Quick recap. I read The Stranger in 2013 and absolutely loved it. I read The Plague last year and didn't enjoy it quite as much. Both are novels by the twentieth century philosopher Albert Camus, a man who described himself as an absurdist: someone who recognizes the dualism of man's need to search for meaning and truth in an apparently indifferent universe but being unable to find any.

The Fall is Camus's third and final novel, published in 1956 only a few years before he died in a car accident at 46. It's got to be his most complicated novel, and consensus opinion considers it his least-understood. It's less than 150 pages long, but it's structured as an enormous long-winded monologue directed by the narrator to his audience, the reader. To give a brief synopsis, the narrator was a wildly successful lawyer in Paris before coming to a stunning realization: that he and everyone else alive are all horribly guilty people deserving of harsh judgment. The narrator has made his peace with this, and further judges himself accordingly for doing so. He quits his noble job and moves to the slums of Amsterdam in order to lead a life of debauchery and debasement. The book ends with an invitation to the reader to join him by confessing to a general guilt, accepting judgment, and moving on with that burden while trying to ignore it.

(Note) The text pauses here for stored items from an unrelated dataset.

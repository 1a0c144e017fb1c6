use std::thread;
use std::time::{Duration, Instant};

use crossterm::event::{Event, KeyCode, KeyEvent, KeyEventKind, KeyModifiers};

use super::super::{App, LoopControl, SessionMode};
use crate::command::{ActionId, CommandOutcome, GridCell, GridCommand, PointerButton};
use crate::config::Config;
use crate::error::AppError;
use crate::event::AppEvent;
use crate::geometry::{Point, Region};
use crate::input::{HookDecision, KeyIntent, RawKeyEvent, VirtualKey};
use crate::nav::NavEvent;
use crate::platform::SimulatedDesktop;
use crate::sequence::GridSymbol;

const MONITOR: Region = Region::new(0, 0, 1920, 1080);

fn test_app() -> App {
    let mut config = Config::default();
    config.sequence.window_ms = 40;
    config.desktop.monitors = vec![MONITOR];
    App::new_with_config(config).expect("app should build")
}

fn key(ch: char) -> VirtualKey {
    VirtualKey::letter(ch).expect("letter key")
}

fn tap(app: &mut App, ch: char) -> HookDecision {
    app.handle_key(RawKeyEvent::down(key(ch), KeyModifiers::NONE))
}

fn wait_for_bounds(app: &mut App, expected: Region) {
    let deadline = Instant::now() + Duration::from_secs(2);
    while Instant::now() < deadline {
        app.apply_resolved();
        if app.navigator().current_bounds() == Some(expected) {
            return;
        }
        thread::sleep(Duration::from_millis(5));
    }
    panic!(
        "bounds never reached {expected:?}, last {:?}",
        app.navigator().current_bounds()
    );
}

#[test]
fn keys_pass_through_while_inactive() {
    let mut app = test_app();

    assert_eq!(tap(&mut app, 'q'), HookDecision::PassThrough);
    assert!(!app.has_pending_sequence());
    assert!(app.take_events().is_empty());
    assert_eq!(app.state.mode, SessionMode::Inactive);
}

#[test]
fn activation_reports_session_then_monitor_bounds() {
    let mut app = test_app();
    app.activate();

    let events = app.take_events();
    assert_eq!(events[0], AppEvent::SessionChanged { active: true });
    assert!(events.contains(&AppEvent::Nav(NavEvent::BoundsChanged { bounds: MONITOR })));
    assert_eq!(app.state.mode, SessionMode::Active);
    assert_eq!(app.state.status.last_action_id, Some(ActionId::Activate));
    assert_eq!(app.navigator().desktop().pointer(), Point::new(960, 540));
}

#[test]
fn single_tap_drills_once_window_expires() {
    let mut app = test_app();
    app.activate();

    let decision = tap(&mut app, 'q');
    let top_left = GridCell::new(0, 0).expect("cell in range");
    assert_eq!(
        decision,
        HookDecision::Swallow(KeyIntent::Symbol(GridSymbol::Cell(top_left)))
    );
    assert_eq!(app.navigator().current_bounds(), Some(MONITOR));

    wait_for_bounds(&mut app, Region::new(0, 0, 640, 360));
    assert_eq!(app.state.symbols_registered, 1);
    assert_eq!(app.state.status.message, "drill applied");
}

#[test]
fn third_tap_resets_without_waiting() {
    let mut app = test_app();
    app.activate();
    app.execute(GridCommand::Drill(GridCell::CENTER));

    for _ in 0..3 {
        tap(&mut app, 'd');
    }

    assert_eq!(app.apply_resolved(), 1);
    assert_eq!(
        app.navigator().current_bounds(),
        Some(Region::new(960, 0, 1920, 1080))
    );
    assert_eq!(app.navigator().history_len(), 0);
}

#[test]
fn escape_deactivates_and_discards_pending_taps() {
    let mut app = test_app();
    app.activate();
    tap(&mut app, 'q');
    app.take_events();

    let decision = app.handle_key(RawKeyEvent::down(VirtualKey::ESCAPE, KeyModifiers::NONE));
    assert_eq!(decision, HookDecision::Swallow(KeyIntent::Deactivate));
    assert!(!app.navigator().is_active());
    assert!(!app.has_pending_sequence());

    thread::sleep(Duration::from_millis(120));
    assert_eq!(app.apply_resolved(), 0);

    let events = app.take_events();
    assert!(events.contains(&AppEvent::Nav(NavEvent::BoundsChanged {
        bounds: Region::EMPTY
    })));
    assert_eq!(events.last(), Some(&AppEvent::SessionChanged { active: false }));
}

#[test]
fn shift_direction_moves_until_shift_is_released() {
    let mut app = test_app();
    app.activate();
    app.execute(GridCommand::Drill(GridCell::CENTER));
    app.take_events();

    let shift_down = app.handle_key(RawKeyEvent::down(VirtualKey::LEFT_SHIFT, KeyModifiers::SHIFT));
    assert_eq!(shift_down, HookDecision::PassThrough);

    let decision = app.handle_key(RawKeyEvent::down(key('d'), KeyModifiers::SHIFT));
    assert_eq!(
        decision,
        HookDecision::Swallow(KeyIntent::Command(GridCommand::ManualMove { dx: 1, dy: 0 }))
    );
    assert!(app.navigator().is_moving());

    assert_eq!(app.motion_tick(), CommandOutcome::Applied);
    assert_eq!(app.motion_tick(), CommandOutcome::Applied);
    assert_eq!(
        app.navigator().current_bounds(),
        Some(Region::new(656, 360, 1296, 720))
    );

    let release = app.handle_key(RawKeyEvent::up(VirtualKey::LEFT_SHIFT, KeyModifiers::NONE));
    assert_eq!(
        release,
        HookDecision::Observe(KeyIntent::Command(GridCommand::StopManualMove))
    );
    assert!(!app.navigator().is_moving());
    assert_eq!(app.motion_tick(), CommandOutcome::Noop);

    let events = app.take_events();
    assert!(events.contains(&AppEvent::Nav(NavEvent::MotionStarted)));
    assert!(events.contains(&AppEvent::Nav(NavEvent::MotionStopped)));
}

#[test]
fn click_keys_click_at_the_pointer() {
    let mut app = test_app();
    app.activate();

    tap(&mut app, 'y');
    tap(&mut app, 'n');

    assert_eq!(
        app.navigator().desktop().clicks(),
        &[
            (PointerButton::Left, Point::new(960, 540)),
            (PointerButton::Right, Point::new(960, 540))
        ]
    );
}

#[test]
fn terminal_hotkeys_toggle_and_quit() {
    let mut app = test_app();
    let ctrl_g = Event::Key(KeyEvent::new(KeyCode::Char('g'), KeyModifiers::CONTROL));
    let ctrl_c = Event::Key(KeyEvent::new(KeyCode::Char('c'), KeyModifiers::CONTROL));

    assert_eq!(app.handle_terminal_event(ctrl_g.clone()), LoopControl::Continue);
    assert!(app.navigator().is_active());
    assert_eq!(app.handle_terminal_event(ctrl_g), LoopControl::Continue);
    assert!(!app.navigator().is_active());
    assert_eq!(app.handle_terminal_event(ctrl_c), LoopControl::Quit);
}

#[test]
fn reactivation_starts_a_fresh_session() {
    let mut app = test_app();
    app.activate();
    app.execute(GridCommand::Drill(GridCell::CENTER));
    assert_eq!(app.navigator().history_len(), 1);

    app.deactivate();
    app.activate();
    assert_eq!(app.navigator().current_bounds(), Some(MONITOR));
    assert_eq!(app.navigator().history_len(), 0);
}

#[test]
fn zero_window_config_is_rejected() {
    let mut config = Config::default();
    config.sequence.window_ms = 0;

    let result = App::with_desktop(config, SimulatedDesktop::new(vec![MONITOR]));
    assert!(matches!(result, Err(AppError::InvalidConfiguration(_))));
}

#[test]
fn direct_command_runs_after_pending_tap() {
    let mut app = test_app();
    app.activate();

    tap(&mut app, 'q');
    tap(&mut app, 'y');

    assert_eq!(
        app.navigator().current_bounds(),
        Some(Region::new(0, 0, 640, 360))
    );
    assert_eq!(
        app.navigator().desktop().clicks(),
        &[(PointerButton::Left, Point::new(320, 180))]
    );

    thread::sleep(Duration::from_millis(120));
    assert_eq!(app.apply_resolved(), 0);
    assert_eq!(app.navigator().history_len(), 1);
}

#[test]
fn shift_move_after_pending_tap_keeps_moving() {
    let mut app = test_app();
    app.activate();

    tap(&mut app, 's');
    app.handle_key(RawKeyEvent::down(VirtualKey::LEFT_SHIFT, KeyModifiers::SHIFT));
    app.handle_key(RawKeyEvent::down(key('d'), KeyModifiers::SHIFT));

    assert_eq!(
        app.navigator().current_bounds(),
        Some(Region::new(640, 360, 1280, 720))
    );
    assert!(app.navigator().is_moving());

    thread::sleep(Duration::from_millis(120));
    assert_eq!(app.apply_resolved(), 0);
    assert!(app.navigator().is_moving());
}

#[test]
fn held_grid_key_repeats_do_not_count_as_taps() {
    let mut app = test_app();
    app.activate();

    let press = KeyEvent::new(KeyCode::Char('q'), KeyModifiers::NONE);
    let repeat = KeyEvent::new_with_kind(KeyCode::Char('q'), KeyModifiers::NONE, KeyEventKind::Repeat);
    app.handle_terminal_event(Event::Key(press));
    for _ in 0..4 {
        app.handle_terminal_event(Event::Key(repeat));
    }

    assert_eq!(app.state.symbols_registered, 1);
    wait_for_bounds(&mut app, Region::new(0, 0, 640, 360));
}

It's a complex and enigmatic text made all the more unclear by the fact that Camus died so soon after writing it. Is the narrator a mouthpiece for Camus, or is he meant to be ironic? Are our sins and transgressions forgivable, or should we suffer from guilty consciences? The narrator suggests that we all deserve to be judged harshly for our actions and inactions alike, but he also seems completely at peace with the judgment he casts upon himself. Is the moral here that judgment is inevitable and not worth worrying about, or is Camus casting some degree of accusatory shame on society at large? The narrator seems deeply bitter and cynical - not unlike the main character from The Stranger. But then, The Plague gave off a moderately optimistic view, and one could take the same vibes away from The Fall: in a certain light, it reads like one giant self-acceptance piece. So how does Camus really feel?

I came away from this one without a very clear understanding of Camus's message, but that's probably okay; so did everyone else, and it was still a beautiful book to read regardless. I enjoyed it more than The Plague, even if I understood it less. Still, The Stranger ranks as the top Camus book all around as far as I'm concerned. Check it out!